Role of transmembrane domains in the functions of B- and T-cell receptors.

The antigen receptors on the surface of B- and T-lymphocytes are complexes of several integral membrane proteins, essential for their proper expression and function. Recent studies demonstrated that transmembrane (TM) domains of the components of these receptors play a critical role in their association and function. It was specifically demonstrated that in many cases point mutations in the TM domains can partially or completely disrupt the receptor surface expression and function. Here we review studies of the TM domains of B- and T-cell receptors. Furthermore, we use a novel method, PHDtopology, to provide estimates of the exact locations and lengths of the TM domains of the subunit components of these receptors.
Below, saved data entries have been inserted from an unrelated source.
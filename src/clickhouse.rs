//! ClickHouse parity reads
//!
//! Answers the same ranged reads as the local fact tables from a columnar
//! mirror populated outside this process:
//! - `{db}.traffic_detail`: `minute_dim_stats` with `bucket DateTime`
//! - `{db}.country_detail`: `minute_country_stats` with `bucket DateTime`
//!
//! Queries go over the HTTP interface with `{name:Type}` placeholders bound
//! through `param_*` URL arguments, and rows come back as `JSONEachRow` in
//! the shape the local reads project.

use std::time::Duration;

use serde::de::DeserializeOwned;
use serde::Deserialize;
use tracing::debug;

use crate::config::ClickHouseConfig;
use crate::db::{Dimension, DimensionRecord, FactTable, ListOptions, RangeFilter, Scope, TimeRange};
use crate::error::{Result, StoreError};
use crate::model::{CountryStats, Page, RuleChainRow, Summary, TrafficTotals};

/// SQL text plus its bound parameters.
#[derive(Debug, Clone, Default, PartialEq, Eq)]
pub struct ClickHouseQuery {
    sql: String,
    params: Vec<(String, String)>,
}

impl ClickHouseQuery {
    fn new(sql: impl Into<String>) -> Self {
        Self {
            sql: sql.into(),
            params: Vec::new(),
        }
    }

    fn push(&mut self, sql: &str) -> &mut Self {
        self.sql.push_str(sql);
        self
    }

    /// Append a typed placeholder and remember its value.
    fn push_param(&mut self, ty: &str, value: impl ToString) -> &mut Self {
        let name = format!("p{}", self.params.len());
        self.sql.push_str(&format!("{{{name}:{ty}}}"));
        self.params.push((format!("param_{name}"), value.to_string()));
        self
    }

    pub fn sql(&self) -> &str {
        &self.sql
    }

    pub fn params(&self) -> &[(String, String)] {
        &self.params
    }
}

/// ClickHouse `DateTime` text for the minute buckets a range covers.
fn bucket_params(range: &TimeRange) -> (String, String) {
    let (start, end) = range.bucket_bounds(FactTable::Minute);
    (start.replacen('T', " ", 1), end.replacen('T', " ", 1))
}

fn push_scope(q: &mut ClickHouseQuery, backend_id: i64, range: &TimeRange) {
    let (start, end) = bucket_params(range);
    q.push(" WHERE backend_id = ").push_param("Int64", backend_id);
    q.push(" AND bucket >= ").push_param("DateTime", start);
    q.push(" AND bucket <= ").push_param("DateTime", end);
}

fn push_chain_prefix(q: &mut ClickHouseQuery, chain: &str) {
    q.push(" AND (chain = ").push_param("String", chain);
    q.push(" OR startsWith(chain, ").push_param("String", format!("{chain} > "));
    q.push("))");
}

fn push_filter(q: &mut ClickHouseQuery, filter: &RangeFilter) {
    if let Some(source_ip) = filter.source_ip() {
        q.push(" AND source_ip = ").push_param("String", source_ip);
    }
    if let Some(chain) = filter.chain() {
        push_chain_prefix(q, chain);
    }
}

fn push_search(q: &mut ClickHouseQuery, column: &str, search: &str) {
    q.push(&format!(" AND positionCaseInsensitiveUTF8({column}, ")).push_param("String", search);
    q.push(") > 0");
}

fn push_page(q: &mut ClickHouseQuery, options: &ListOptions) {
    q.push(&options.order_by());
    q.push(" LIMIT ").push_param("UInt32", options.limit());
    q.push(" OFFSET ").push_param("UInt32", options.offset);
}

/// `set_a`, `set_b`, `extra` for a dimension, matching the local projection.
fn dimension_extras(dimension: Dimension) -> [&'static str; 3] {
    match dimension {
        Dimension::Domain => [
            r"arrayStringConcat(arrayMap(x -> replaceAll(replaceAll(x, '\\', '\\\\'), ',', '\\,'), groupUniqArray(ip)), ',')",
            r"arrayStringConcat(arrayMap(x -> replaceAll(replaceAll(x, '\\', '\\\\'), ',', '\\,'), groupUniqArray(rule)), ',')",
            r"arrayStringConcat(arrayMap(x -> replaceAll(replaceAll(x, '\\', '\\\\'), ',', '\\,'), groupUniqArray(chain)), ',')",
        ],
        Dimension::Ip => [
            r"arrayStringConcat(arrayMap(x -> replaceAll(replaceAll(x, '\\', '\\\\'), ',', '\\,'), groupUniqArray(domain)), ',')",
            r"arrayStringConcat(arrayMap(x -> replaceAll(replaceAll(x, '\\', '\\\\'), ',', '\\,'), groupUniqArray(chain)), ',')",
            "''",
        ],
        Dimension::Rule => ["''", "''", "max(splitByString(' > ', chain)[1])"],
        Dimension::Proxy | Dimension::Device => ["''", "''", "''"],
    }
}

const LAST_SEEN_MS: &str = "toInt64(toUnixTimestamp(max(bucket))) * 1000";

#[derive(Debug, Deserialize)]
struct CountRow {
    total: u64,
}

#[derive(Debug, Deserialize)]
struct SummaryRow {
    upload: u64,
    download: u64,
    connections: u64,
    domains: u64,
    ips: u64,
    proxies: u64,
    rules: u64,
    devices: u64,
}

#[derive(Debug, Deserialize)]
struct RuleChainRecord {
    rule: String,
    chain: String,
    upload: u64,
    download: u64,
    connections: u64,
}

/// Read-only client for the ClickHouse mirror.
#[derive(Clone)]
pub struct ClickHouseReader {
    client: reqwest::Client,
    url: String,
    database: String,
    user: Option<String>,
    password: Option<String>,
}

impl ClickHouseReader {
    pub fn new(config: &ClickHouseConfig) -> Result<Self> {
        let client = reqwest::Client::builder()
            .timeout(Duration::from_millis(config.timeout_ms))
            .build()?;
        Ok(Self {
            client,
            url: config.url.trim_end_matches('/').to_string(),
            database: config.database.clone(),
            user: config.user.clone(),
            password: config.password.clone(),
        })
    }

    fn table(&self, name: &str) -> String {
        format!("{}.{}", self.database, name)
    }

    async fn fetch<T: DeserializeOwned>(&self, query: &ClickHouseQuery) -> Result<Vec<T>> {
        let sql = format!("{} FORMAT JSONEachRow", query.sql);
        debug!(sql = %sql, "ClickHouse query");

        let mut request = self
            .client
            .post(&self.url)
            .query(&[("output_format_json_quote_64bit_integers", "0")])
            .query(&query.params)
            .body(sql);
        if let Some(user) = &self.user {
            request = request.basic_auth(user, self.password.as_deref());
        }

        let response = request.send().await?;
        let status = response.status();
        let body = response.text().await?;
        if !status.is_success() {
            return Err(StoreError::ClickHouse(format!("{}: {}", status, body.trim())));
        }

        body.lines()
            .filter(|line| !line.trim().is_empty())
            .map(|line| serde_json::from_str(line).map_err(StoreError::from))
            .collect()
    }

    pub fn summary_query(&self, backend_id: i64, range: &TimeRange, filter: &RangeFilter) -> ClickHouseQuery {
        let mut q = ClickHouseQuery::new(
            "SELECT sum(upload) AS upload, sum(download) AS download, sum(connections) AS connections, \
             uniqExactIf(domain, domain != '') AS domains, uniqExactIf(ip, ip != '') AS ips, \
             uniqExactIf(chain, chain != '') AS proxies, uniqExactIf(rule, rule != '') AS rules, \
             uniqExactIf(source_ip, source_ip != '') AS devices FROM ",
        );
        q.push(&self.table("traffic_detail"));
        push_scope(&mut q, backend_id, range);
        push_filter(&mut q, filter);
        q
    }

    pub async fn summary(&self, backend_id: i64, range: &TimeRange, filter: &RangeFilter) -> Result<Summary> {
        let rows: Vec<SummaryRow> = self.fetch(&self.summary_query(backend_id, range, filter)).await?;
        Ok(rows
            .into_iter()
            .next()
            .map(|row| Summary {
                totals: TrafficTotals {
                    total_upload: row.upload,
                    total_download: row.download,
                    total_connections: row.connections,
                },
                unique_domains: row.domains,
                unique_ips: row.ips,
                unique_proxies: row.proxies,
                unique_rules: row.rules,
                unique_devices: row.devices,
            })
            .unwrap_or_default())
    }

    #[allow(clippy::too_many_arguments)]
    fn push_dimension_body(
        &self,
        q: &mut ClickHouseQuery,
        backend_id: i64,
        dimension: Dimension,
        scope: &Scope,
        range: &TimeRange,
        filter: &RangeFilter,
        search: Option<&str>,
    ) {
        let key = dimension.fact_column();
        q.push(" FROM ").push(&self.table("traffic_detail"));
        push_scope(q, backend_id, range);
        q.push(&format!(" AND {key} != ''"));
        match scope {
            Scope::All => {}
            Scope::Rule(rule) => {
                q.push(" AND rule = ").push_param("String", rule);
            }
            Scope::Proxy(chain) => push_chain_prefix(q, chain),
            Scope::Device(device) => {
                q.push(" AND source_ip = ").push_param("String", device);
            }
        }
        push_filter(q, filter);
        if let Some(search) = search {
            push_search(q, key, search);
        }
    }

    /// List and count queries for one dimension read.
    pub fn dimension_queries(
        &self,
        backend_id: i64,
        dimension: Dimension,
        scope: &Scope,
        range: &TimeRange,
        filter: &RangeFilter,
        options: &ListOptions,
    ) -> (ClickHouseQuery, ClickHouseQuery) {
        let key = dimension.fact_column();
        let [set_a, set_b, extra] = dimension_extras(dimension);
        let search = options.search();

        let mut list = ClickHouseQuery::new(format!(
            "SELECT {key} AS k, toInt64(sum(upload)) AS upload, toInt64(sum(download)) AS download, \
             toInt64(sum(connections)) AS connections, {LAST_SEEN_MS} AS last_seen, \
             {set_a} AS set_a, {set_b} AS set_b, {extra} AS extra"
        ));
        self.push_dimension_body(&mut list, backend_id, dimension, scope, range, filter, search);
        list.push(&format!(" GROUP BY {key}"));
        push_page(&mut list, options);

        let mut count = ClickHouseQuery::new(format!("SELECT uniqExact({key}) AS total"));
        self.push_dimension_body(&mut count, backend_id, dimension, scope, range, filter, search);
        (list, count)
    }

    pub async fn dimension_page(
        &self,
        backend_id: i64,
        dimension: Dimension,
        scope: &Scope,
        range: &TimeRange,
        filter: &RangeFilter,
        options: &ListOptions,
    ) -> Result<Page<DimensionRecord>> {
        let (list, count) = self.dimension_queries(backend_id, dimension, scope, range, filter, options);
        let (data, counts) = futures::try_join!(
            self.fetch::<DimensionRecord>(&list),
            self.fetch::<CountRow>(&count)
        )?;
        Ok(Page {
            data,
            total: counts.first().map(|c| c.total).unwrap_or(0),
        })
    }

    pub async fn countries(&self, backend_id: i64, range: &TimeRange, options: &ListOptions) -> Result<Page<CountryStats>> {
        let table = self.table("country_detail");
        let mut list = ClickHouseQuery::new(format!(
            "SELECT country AS k, toInt64(sum(upload)) AS upload, toInt64(sum(download)) AS download, \
             toInt64(sum(connections)) AS connections, {LAST_SEEN_MS} AS last_seen, \
             max(country_name) AS set_a, max(continent) AS set_b, '' AS extra FROM {table}"
        ));
        let mut count = ClickHouseQuery::new(format!("SELECT uniqExact(country) AS total FROM {table}"));
        for q in [&mut list, &mut count] {
            push_scope(q, backend_id, range);
            if let Some(search) = options.search() {
                push_search(q, "country", search);
            }
        }
        list.push(" GROUP BY country");
        push_page(&mut list, options);

        let (data, counts) = futures::try_join!(
            self.fetch::<DimensionRecord>(&list),
            self.fetch::<CountRow>(&count)
        )?;
        Ok(Page {
            data: data.into_iter().map(DimensionRecord::into_country).collect(),
            total: counts.first().map(|c| c.total).unwrap_or(0),
        })
    }

    pub async fn rule_chain_rows(&self, backend_id: i64, range: &TimeRange) -> Result<Vec<RuleChainRow>> {
        let mut q = ClickHouseQuery::new(
            "SELECT rule, chain, sum(upload) AS upload, sum(download) AS download, sum(connections) AS connections FROM ",
        );
        q.push(&self.table("traffic_detail"));
        push_scope(&mut q, backend_id, range);
        q.push(" GROUP BY rule, chain ORDER BY rule ASC, chain ASC");

        let rows: Vec<RuleChainRecord> = self.fetch(&q).await?;
        Ok(rows
            .into_iter()
            .map(|r| RuleChainRow::new(&r.rule, &r.chain, r.upload, r.download, r.connections))
            .collect())
    }
}

#[cfg(test)]
mod tests {
    use super::*;
    use chrono::{TimeZone, Utc};

    fn reader(url: &str) -> ClickHouseReader {
        ClickHouseReader::new(&ClickHouseConfig {
            enabled: true,
            url: url.to_string(),
            timeout_ms: 500,
            ..Default::default()
        })
        .unwrap()
    }

    fn range() -> TimeRange {
        let start = Utc.with_ymd_and_hms(2024, 1, 1, 0, 0, 30).unwrap();
        TimeRange::new(start, start + chrono::Duration::days(2)).unwrap()
    }

    #[test]
    fn test_values_are_bound_not_inlined() {
        let filter = RangeFilter {
            source_ip: Some("10.0.0.2".into()),
            chain: Some("ProxyA' OR 1=1".into()),
        };
        let options = ListOptions {
            search: Some("Example".into()),
            ..ListOptions::with_limit(10)
        };
        let (list, count) = reader("http://localhost:8123/").dimension_queries(
            7,
            Dimension::Domain,
            &Scope::Rule("RuleX".into()),
            &range(),
            &filter,
            &options,
        );

        assert!(list.sql().starts_with("SELECT domain AS k"));
        assert!(list.sql().contains("FROM flowstats.traffic_detail"));
        assert!(!list.sql().contains("1=1"));
        assert!(list.sql().contains("{p0:Int64}"));
        assert!(list.sql().ends_with("LIMIT {p8:UInt32} OFFSET {p9:UInt32}"));

        let params = list.params();
        assert_eq!(params[0], ("param_p0".to_string(), "7".to_string()));
        assert_eq!(params[1].1, "2024-01-01 00:00:00");
        assert_eq!(params[2].1, "2024-01-03 00:00:00");
        assert_eq!(params[3].1, "RuleX");
        assert_eq!(params[6].1, "ProxyA' OR 1=1 > ");
        assert_eq!(params[7].1, "Example");
        assert_eq!(params[8].1, "10");

        assert!(count.sql().starts_with("SELECT uniqExact(domain) AS total"));
        assert_eq!(count.params().len(), 8);
    }

    #[test]
    fn test_rule_projection_carries_exit_hop() {
        let (list, _) = reader("http://localhost:8123").dimension_queries(
            1,
            Dimension::Rule,
            &Scope::All,
            &range(),
            &RangeFilter::default(),
            &ListOptions::default(),
        );
        assert!(list.sql().contains("max(splitByString(' > ', chain)[1]) AS extra"));
        assert!(list.sql().contains(" GROUP BY rule ORDER BY (upload + download) DESC, k ASC"));
    }

    #[test]
    fn test_projection_rows_decode() {
        let line = r#"{"k":"a.com","upload":10,"download":20,"connections":2,"last_seen":1704067200000,"set_a":"1.1.1.1,2.2.2.2","set_b":"RuleX","extra":"ProxyA"}"#;
        let record: DimensionRecord = serde_json::from_str(line).unwrap();
        let domain = record.into_domain();
        assert_eq!(domain.domain, "a.com");
        assert_eq!(domain.ips, vec!["1.1.1.1", "2.2.2.2"]);
        assert_eq!(domain.totals.traffic(), 30);
    }

    #[tokio::test]
    async fn test_unreachable_server_is_an_error() {
        let result = reader("http://127.0.0.1:1")
            .summary(1, &range(), &RangeFilter::default())
            .await;
        assert!(matches!(result, Err(StoreError::Http(_))));
    }
}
Most previous studies used single residue hydrophobicity as a criterion for determining the position and length of the TM domains. In contrast, PHDtopology utilizes a system of neural networks and the evolutionary information contained in multiple alignments of related sequences to predict the location, length, and orientation of transmembrane helices. Present results significantly differ from most published estimates of the TM domains of the B- and T-cell receptor components, primarily in the length of the TM domains. These results may lead to modification of putative TM motifs and re-interpretation of the results of studies using mutated TM domains. The availability of PHDtopology on the Internet would make it a valuable tool in the future studies of the TM domains of integral membrane proteins.